- _AIM OF THE EXERCISE_:
Every line of the records below that holds the word "name" should be copied out.

START TASK DATA

use std::cell::RefCell;
use std::rc::Rc;
use vista_core::{BindingLedger, LiveBinding};

struct Recorder {
    name: &'static str,
    log: Rc<RefCell<Vec<&'static str>>>,
}

impl LiveBinding for Recorder {
    fn dispose(&self) {
        self.log.borrow_mut().push(self.name);
    }
}

fn record(name: &'static str, log: &Rc<RefCell<Vec<&'static str>>>) -> Box<dyn LiveBinding> {
    Box::new(Recorder { name, log: log.clone() })
}

#[test]
fn since_returns_entries_after_watermark() {
    let log = Rc::new(RefCell::new(Vec::new()));
    let ledger = BindingLedger::new();
    ledger.register(record("a", &log));
    let mark = ledger.watermark();
    let b = ledger.register(record("b", &log));
    let c = ledger.register(record("c", &log));

    let ids: Vec<_> = ledger.since(mark).iter().map(|e| e.id).collect();
    assert_eq!(ids, vec![b, c]);
}

#[test]
fn remove_is_by_identity_not_position() {
    let log = Rc::new(RefCell::new(Vec::new()));
    let ledger = BindingLedger::new();
    let a = ledger.register(record("a", &log));
    let b = ledger.register(record("b", &log));
    let c = ledger.register(record("c", &log));

    // shift positions first
    assert_eq!(ledger.remove(&[a]), 1);
    assert_eq!(ledger.remove(&[c, a]), 1);
    assert_eq!(ledger.ids(), vec![b]);
    assert!(ledger.contains(b));
}

#[test]
fn watermark_ids_are_never_reused() {
    let log = Rc::new(RefCell::new(Vec::new()));
    let ledger = BindingLedger::new();
    let a = ledger.register(record("a", &log));
    ledger.remove(&[a]);
    let b = ledger.register(record("b", &log));
    assert!(b > a);
}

END TASK DATA

- _TASK ANSWER_:
    name: &'static str,
        self.log.borrow_mut().push(self.name);
fn record(name: &'static str, log: &Rc<RefCell<Vec<&'static str>>>) -> Box<dyn LiveBinding> {
    Box::new(Recorder { name, log: log.clone() })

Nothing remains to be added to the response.